▶ **Dataset**
= = = = =

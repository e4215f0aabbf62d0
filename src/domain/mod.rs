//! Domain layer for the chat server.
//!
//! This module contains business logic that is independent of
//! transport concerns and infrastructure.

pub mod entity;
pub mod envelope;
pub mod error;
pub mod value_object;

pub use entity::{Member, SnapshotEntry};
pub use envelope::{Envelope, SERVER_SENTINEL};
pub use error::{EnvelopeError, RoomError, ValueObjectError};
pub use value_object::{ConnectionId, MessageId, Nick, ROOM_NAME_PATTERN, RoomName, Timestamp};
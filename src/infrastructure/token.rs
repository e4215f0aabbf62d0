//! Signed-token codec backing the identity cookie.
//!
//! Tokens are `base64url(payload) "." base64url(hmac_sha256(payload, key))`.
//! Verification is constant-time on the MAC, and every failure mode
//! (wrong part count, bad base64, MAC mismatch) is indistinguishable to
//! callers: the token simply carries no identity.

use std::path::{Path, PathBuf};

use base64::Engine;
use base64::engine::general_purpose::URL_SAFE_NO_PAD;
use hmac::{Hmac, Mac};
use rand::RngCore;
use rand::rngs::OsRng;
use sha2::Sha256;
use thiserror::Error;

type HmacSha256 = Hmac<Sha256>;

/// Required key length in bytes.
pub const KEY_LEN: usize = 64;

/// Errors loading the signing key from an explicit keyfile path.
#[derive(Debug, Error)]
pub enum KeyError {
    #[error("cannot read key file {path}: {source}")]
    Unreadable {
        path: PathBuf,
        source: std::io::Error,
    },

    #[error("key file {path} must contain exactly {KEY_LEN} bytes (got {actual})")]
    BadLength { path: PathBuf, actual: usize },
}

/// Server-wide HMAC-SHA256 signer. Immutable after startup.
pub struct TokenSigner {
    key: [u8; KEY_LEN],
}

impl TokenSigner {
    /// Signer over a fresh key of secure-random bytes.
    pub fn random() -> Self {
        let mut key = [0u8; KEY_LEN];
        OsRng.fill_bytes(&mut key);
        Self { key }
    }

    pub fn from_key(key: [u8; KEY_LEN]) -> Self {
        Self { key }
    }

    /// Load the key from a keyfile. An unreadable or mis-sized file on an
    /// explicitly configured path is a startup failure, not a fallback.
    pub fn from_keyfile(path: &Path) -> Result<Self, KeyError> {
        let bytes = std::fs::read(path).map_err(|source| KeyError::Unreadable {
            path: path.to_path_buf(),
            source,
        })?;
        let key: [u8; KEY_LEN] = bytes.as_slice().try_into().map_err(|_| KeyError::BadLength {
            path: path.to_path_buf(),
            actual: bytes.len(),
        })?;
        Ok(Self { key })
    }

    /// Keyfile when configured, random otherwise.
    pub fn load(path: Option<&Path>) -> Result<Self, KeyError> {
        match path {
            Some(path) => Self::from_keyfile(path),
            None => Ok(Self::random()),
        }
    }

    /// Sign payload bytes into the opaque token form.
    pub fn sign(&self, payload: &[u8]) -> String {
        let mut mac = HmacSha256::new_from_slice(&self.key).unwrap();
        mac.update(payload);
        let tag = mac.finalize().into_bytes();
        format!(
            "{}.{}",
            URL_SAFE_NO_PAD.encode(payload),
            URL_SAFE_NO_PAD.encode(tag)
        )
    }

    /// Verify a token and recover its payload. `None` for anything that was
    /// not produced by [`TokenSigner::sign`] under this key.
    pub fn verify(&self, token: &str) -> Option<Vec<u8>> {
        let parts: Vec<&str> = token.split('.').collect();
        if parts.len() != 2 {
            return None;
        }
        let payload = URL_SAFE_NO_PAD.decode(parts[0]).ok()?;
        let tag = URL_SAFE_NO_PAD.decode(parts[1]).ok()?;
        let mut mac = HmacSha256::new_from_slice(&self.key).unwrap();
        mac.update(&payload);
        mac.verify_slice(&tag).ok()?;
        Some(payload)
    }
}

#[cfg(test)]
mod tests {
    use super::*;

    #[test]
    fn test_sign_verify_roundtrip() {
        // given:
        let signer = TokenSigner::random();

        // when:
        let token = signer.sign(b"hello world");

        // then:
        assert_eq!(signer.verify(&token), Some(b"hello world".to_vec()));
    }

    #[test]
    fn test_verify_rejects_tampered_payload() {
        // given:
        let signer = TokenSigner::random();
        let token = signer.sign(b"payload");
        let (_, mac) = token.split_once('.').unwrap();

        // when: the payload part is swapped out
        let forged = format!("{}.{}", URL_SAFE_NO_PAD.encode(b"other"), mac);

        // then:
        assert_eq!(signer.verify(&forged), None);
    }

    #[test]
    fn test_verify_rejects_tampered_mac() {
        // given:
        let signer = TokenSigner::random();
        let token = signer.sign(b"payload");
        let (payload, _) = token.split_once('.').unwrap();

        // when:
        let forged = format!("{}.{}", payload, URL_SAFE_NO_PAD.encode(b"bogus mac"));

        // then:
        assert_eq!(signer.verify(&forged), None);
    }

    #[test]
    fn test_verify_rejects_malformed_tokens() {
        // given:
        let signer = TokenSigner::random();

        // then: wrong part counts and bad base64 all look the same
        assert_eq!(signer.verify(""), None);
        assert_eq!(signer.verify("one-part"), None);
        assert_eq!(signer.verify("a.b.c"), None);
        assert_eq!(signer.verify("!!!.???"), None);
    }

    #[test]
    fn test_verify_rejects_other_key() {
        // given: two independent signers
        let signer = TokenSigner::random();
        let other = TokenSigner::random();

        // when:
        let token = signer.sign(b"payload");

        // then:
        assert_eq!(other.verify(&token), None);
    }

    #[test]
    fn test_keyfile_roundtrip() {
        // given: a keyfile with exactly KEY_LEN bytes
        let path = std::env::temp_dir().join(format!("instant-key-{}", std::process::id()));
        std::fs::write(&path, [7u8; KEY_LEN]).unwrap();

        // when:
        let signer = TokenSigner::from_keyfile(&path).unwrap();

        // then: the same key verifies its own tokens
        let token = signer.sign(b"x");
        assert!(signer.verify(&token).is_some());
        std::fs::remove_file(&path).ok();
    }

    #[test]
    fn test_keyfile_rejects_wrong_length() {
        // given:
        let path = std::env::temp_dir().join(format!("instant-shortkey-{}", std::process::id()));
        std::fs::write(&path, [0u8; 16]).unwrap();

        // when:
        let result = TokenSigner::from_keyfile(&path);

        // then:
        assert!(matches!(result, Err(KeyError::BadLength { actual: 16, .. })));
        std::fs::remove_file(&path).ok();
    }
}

= = = = =

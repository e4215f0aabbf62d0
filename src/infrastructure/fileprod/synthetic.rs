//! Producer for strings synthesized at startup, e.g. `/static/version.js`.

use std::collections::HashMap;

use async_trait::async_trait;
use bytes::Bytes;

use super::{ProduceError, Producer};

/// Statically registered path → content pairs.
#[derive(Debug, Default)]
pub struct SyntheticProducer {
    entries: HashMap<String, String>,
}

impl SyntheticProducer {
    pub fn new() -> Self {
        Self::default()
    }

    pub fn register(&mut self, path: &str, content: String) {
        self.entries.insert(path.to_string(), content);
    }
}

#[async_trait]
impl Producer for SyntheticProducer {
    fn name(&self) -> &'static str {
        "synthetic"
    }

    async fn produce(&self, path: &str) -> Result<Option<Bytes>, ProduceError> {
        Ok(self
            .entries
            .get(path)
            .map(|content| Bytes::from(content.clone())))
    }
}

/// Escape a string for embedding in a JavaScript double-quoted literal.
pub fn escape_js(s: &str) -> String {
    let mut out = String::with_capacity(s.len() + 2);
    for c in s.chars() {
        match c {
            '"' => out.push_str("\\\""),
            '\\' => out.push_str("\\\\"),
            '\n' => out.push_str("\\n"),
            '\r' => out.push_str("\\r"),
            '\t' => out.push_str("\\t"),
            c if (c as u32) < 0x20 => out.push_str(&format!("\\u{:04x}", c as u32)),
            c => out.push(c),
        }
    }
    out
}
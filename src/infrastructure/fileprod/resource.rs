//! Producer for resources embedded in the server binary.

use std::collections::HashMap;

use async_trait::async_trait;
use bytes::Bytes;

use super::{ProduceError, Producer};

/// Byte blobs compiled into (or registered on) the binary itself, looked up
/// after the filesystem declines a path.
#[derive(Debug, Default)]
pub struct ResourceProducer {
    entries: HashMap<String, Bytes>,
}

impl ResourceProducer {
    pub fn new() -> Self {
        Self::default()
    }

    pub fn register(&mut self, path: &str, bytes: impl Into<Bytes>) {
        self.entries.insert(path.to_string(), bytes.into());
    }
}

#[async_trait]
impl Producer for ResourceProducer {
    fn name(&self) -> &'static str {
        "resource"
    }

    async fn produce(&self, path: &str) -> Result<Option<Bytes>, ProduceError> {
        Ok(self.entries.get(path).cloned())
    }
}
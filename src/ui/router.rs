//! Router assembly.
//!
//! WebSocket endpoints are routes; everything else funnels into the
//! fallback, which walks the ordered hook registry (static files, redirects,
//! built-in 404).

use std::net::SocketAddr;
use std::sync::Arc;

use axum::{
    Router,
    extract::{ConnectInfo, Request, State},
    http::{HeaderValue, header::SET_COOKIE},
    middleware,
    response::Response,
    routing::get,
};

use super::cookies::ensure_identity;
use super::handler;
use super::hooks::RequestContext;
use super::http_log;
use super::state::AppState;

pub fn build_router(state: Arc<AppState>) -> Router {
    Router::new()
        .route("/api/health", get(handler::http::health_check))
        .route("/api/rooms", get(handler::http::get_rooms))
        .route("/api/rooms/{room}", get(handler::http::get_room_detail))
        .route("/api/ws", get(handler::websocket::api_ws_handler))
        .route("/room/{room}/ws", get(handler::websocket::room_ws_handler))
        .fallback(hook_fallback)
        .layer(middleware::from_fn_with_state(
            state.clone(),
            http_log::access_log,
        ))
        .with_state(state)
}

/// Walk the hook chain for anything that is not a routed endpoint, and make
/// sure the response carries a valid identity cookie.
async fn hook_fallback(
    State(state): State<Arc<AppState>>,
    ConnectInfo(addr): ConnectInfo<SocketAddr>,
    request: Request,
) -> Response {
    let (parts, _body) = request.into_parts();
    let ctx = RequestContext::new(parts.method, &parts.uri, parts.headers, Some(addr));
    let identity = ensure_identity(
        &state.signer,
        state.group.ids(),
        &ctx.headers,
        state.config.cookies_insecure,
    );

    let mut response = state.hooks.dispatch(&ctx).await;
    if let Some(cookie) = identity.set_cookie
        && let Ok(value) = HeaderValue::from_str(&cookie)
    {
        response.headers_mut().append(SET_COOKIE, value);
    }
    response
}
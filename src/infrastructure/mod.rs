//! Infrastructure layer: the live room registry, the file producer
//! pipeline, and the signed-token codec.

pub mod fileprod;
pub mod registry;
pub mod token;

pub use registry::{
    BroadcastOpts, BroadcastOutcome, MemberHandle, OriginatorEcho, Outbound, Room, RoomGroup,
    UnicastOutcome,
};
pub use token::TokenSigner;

= = = = =

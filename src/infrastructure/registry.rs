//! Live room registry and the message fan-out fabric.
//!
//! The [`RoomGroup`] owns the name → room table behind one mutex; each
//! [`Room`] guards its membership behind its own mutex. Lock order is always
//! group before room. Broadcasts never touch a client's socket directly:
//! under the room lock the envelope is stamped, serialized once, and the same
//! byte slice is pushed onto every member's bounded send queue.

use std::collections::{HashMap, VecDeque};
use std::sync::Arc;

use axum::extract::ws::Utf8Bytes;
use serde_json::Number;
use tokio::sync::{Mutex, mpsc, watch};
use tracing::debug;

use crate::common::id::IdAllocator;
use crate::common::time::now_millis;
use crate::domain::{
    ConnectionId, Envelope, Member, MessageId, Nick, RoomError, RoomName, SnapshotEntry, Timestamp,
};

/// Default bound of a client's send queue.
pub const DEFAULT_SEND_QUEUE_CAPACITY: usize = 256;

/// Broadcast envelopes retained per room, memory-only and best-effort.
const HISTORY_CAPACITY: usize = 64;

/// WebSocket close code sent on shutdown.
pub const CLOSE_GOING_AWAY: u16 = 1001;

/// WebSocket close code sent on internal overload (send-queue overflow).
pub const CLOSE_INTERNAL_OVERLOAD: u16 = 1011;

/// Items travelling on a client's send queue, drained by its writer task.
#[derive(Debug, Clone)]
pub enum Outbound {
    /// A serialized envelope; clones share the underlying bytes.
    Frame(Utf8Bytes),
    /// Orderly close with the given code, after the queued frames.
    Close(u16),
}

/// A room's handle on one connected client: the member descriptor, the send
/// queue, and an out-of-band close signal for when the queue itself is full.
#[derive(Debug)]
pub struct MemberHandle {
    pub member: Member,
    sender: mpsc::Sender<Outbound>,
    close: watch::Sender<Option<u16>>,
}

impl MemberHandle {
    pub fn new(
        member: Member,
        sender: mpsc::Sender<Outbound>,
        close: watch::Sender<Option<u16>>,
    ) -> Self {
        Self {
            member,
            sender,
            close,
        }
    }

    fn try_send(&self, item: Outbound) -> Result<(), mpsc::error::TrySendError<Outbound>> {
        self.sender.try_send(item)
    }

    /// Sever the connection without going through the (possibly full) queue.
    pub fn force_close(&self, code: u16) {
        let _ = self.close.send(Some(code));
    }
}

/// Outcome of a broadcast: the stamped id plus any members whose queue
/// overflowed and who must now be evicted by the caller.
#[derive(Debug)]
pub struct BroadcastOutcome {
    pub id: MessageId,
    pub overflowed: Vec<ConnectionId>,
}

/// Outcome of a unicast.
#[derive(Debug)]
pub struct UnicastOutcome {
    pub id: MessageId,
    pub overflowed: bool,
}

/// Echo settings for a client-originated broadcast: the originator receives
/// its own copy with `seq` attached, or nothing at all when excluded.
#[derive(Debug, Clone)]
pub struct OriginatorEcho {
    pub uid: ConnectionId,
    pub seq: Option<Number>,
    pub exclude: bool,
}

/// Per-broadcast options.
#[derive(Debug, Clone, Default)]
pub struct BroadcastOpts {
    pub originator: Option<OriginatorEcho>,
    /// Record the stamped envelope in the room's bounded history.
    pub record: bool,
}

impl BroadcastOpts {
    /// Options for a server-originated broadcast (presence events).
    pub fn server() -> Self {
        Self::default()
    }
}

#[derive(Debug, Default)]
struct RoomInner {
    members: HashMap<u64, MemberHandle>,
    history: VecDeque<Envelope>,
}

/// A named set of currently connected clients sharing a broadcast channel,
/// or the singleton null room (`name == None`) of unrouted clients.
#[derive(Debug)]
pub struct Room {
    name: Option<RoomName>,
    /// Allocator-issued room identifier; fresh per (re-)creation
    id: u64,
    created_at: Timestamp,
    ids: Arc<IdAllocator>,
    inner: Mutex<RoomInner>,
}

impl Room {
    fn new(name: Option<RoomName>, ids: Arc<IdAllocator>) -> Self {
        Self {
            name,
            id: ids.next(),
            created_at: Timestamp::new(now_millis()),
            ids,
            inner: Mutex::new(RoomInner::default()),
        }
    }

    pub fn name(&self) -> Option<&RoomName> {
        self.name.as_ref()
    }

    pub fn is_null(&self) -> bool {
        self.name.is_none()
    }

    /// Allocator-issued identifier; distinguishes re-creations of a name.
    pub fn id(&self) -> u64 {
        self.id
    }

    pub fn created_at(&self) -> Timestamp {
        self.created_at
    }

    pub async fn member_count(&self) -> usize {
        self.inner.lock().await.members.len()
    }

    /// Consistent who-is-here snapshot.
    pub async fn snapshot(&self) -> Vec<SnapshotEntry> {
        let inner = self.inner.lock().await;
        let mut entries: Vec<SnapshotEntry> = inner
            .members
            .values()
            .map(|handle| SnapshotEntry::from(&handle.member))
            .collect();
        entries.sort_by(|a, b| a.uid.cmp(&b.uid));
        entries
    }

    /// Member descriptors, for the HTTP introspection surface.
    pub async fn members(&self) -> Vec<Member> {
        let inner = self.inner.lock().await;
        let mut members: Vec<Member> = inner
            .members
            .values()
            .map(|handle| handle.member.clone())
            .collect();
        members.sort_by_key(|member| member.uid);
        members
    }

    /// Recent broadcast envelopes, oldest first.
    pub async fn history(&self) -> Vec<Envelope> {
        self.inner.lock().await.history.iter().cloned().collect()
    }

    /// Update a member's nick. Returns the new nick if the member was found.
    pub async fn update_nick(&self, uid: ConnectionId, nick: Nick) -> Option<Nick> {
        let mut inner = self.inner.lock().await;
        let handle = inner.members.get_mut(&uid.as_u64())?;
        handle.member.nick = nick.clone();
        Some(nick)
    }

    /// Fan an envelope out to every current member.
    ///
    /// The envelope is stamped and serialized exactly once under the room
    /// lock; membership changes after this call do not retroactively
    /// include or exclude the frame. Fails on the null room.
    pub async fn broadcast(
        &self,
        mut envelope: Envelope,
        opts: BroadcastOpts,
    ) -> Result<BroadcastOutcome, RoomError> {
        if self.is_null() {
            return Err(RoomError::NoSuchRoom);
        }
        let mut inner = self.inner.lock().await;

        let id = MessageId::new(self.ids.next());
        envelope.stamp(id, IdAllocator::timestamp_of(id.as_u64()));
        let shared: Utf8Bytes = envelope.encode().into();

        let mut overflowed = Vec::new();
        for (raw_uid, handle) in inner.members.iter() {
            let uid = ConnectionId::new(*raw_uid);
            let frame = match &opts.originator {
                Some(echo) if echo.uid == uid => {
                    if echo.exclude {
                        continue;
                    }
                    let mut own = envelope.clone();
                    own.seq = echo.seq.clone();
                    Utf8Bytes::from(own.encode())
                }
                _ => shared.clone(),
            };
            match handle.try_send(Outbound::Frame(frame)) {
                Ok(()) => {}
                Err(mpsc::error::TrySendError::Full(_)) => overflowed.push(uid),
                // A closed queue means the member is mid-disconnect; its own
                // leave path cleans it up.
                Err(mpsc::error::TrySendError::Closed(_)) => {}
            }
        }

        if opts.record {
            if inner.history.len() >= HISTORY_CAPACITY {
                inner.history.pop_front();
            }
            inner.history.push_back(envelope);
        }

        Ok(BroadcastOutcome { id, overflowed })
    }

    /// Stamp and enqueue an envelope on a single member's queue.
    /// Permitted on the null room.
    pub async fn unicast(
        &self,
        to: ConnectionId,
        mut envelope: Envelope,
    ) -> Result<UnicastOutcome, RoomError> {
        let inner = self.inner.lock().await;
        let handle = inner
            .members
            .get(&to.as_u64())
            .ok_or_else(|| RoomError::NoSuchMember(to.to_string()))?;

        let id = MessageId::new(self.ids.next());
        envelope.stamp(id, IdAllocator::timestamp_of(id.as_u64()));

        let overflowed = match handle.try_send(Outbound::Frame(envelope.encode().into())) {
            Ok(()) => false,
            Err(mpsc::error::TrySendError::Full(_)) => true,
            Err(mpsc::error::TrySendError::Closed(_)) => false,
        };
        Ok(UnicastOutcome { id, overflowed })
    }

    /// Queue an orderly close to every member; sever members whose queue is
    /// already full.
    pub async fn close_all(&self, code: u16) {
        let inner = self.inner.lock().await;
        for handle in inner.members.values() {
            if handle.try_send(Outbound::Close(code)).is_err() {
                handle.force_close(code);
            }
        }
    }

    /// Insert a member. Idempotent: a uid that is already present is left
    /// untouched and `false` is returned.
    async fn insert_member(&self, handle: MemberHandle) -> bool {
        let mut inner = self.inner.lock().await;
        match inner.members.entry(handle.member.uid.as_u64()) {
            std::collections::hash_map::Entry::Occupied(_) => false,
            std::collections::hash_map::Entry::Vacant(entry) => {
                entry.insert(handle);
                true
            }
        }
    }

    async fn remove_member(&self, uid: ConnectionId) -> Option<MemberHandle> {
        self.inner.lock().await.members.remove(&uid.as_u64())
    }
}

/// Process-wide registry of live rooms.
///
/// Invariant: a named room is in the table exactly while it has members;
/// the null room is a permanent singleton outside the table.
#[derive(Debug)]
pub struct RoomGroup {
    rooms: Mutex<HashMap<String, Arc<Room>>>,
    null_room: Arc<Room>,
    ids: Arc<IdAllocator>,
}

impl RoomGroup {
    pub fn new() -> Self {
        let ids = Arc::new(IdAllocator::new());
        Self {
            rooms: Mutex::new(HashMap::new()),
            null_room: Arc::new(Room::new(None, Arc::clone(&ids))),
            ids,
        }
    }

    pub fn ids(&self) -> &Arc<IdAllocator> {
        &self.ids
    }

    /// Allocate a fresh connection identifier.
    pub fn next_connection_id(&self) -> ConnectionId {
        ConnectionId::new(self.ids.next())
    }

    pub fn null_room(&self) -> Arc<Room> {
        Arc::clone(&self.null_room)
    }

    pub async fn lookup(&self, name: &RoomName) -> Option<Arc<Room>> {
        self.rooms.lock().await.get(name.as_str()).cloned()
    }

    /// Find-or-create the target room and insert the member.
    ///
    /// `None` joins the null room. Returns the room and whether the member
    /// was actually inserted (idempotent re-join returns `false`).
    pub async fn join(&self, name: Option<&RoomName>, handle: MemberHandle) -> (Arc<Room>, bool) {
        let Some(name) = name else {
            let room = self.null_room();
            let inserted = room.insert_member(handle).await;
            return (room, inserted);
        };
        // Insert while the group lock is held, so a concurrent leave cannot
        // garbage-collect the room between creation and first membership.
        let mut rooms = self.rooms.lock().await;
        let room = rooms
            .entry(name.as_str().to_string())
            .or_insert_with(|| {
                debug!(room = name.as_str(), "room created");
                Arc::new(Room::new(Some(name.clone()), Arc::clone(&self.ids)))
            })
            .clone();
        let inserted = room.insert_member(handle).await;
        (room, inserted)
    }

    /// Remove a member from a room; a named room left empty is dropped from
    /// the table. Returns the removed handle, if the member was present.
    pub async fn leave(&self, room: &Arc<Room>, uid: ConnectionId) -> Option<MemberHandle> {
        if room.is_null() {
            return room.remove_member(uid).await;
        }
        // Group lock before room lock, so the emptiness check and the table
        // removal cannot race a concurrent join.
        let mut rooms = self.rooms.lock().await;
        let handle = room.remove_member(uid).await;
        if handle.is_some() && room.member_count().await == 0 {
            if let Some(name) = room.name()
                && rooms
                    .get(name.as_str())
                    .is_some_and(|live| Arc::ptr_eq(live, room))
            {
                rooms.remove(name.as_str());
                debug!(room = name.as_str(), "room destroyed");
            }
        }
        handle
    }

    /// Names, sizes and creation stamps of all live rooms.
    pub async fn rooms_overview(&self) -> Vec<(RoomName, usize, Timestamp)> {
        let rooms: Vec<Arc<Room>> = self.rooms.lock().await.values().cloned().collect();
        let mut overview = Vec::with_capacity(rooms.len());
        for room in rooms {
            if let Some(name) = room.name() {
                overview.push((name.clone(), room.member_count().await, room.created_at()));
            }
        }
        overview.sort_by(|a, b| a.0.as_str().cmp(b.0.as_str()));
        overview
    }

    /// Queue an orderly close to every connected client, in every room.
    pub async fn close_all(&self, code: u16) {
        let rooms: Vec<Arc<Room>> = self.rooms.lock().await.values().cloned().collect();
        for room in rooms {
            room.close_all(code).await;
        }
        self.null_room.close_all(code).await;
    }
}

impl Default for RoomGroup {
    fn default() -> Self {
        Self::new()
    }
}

= = = = =

▶ **About this task**
For every line above that includes the word "unwrap", return the line.

▶ **Response to this task**
        let mut mac = HmacSha256::new_from_slice(&self.key).unwrap();
        let mut mac = HmacSha256::new_from_slice(&self.key).unwrap();
        let (_, mac) = token.split_once('.').unwrap();
        let (payload, _) = token.split_once('.').unwrap();
        std::fs::write(&path, [7u8; KEY_LEN]).unwrap();
        let signer = TokenSigner::from_keyfile(&path).unwrap();
        std::fs::write(&path, [0u8; 16]).unwrap();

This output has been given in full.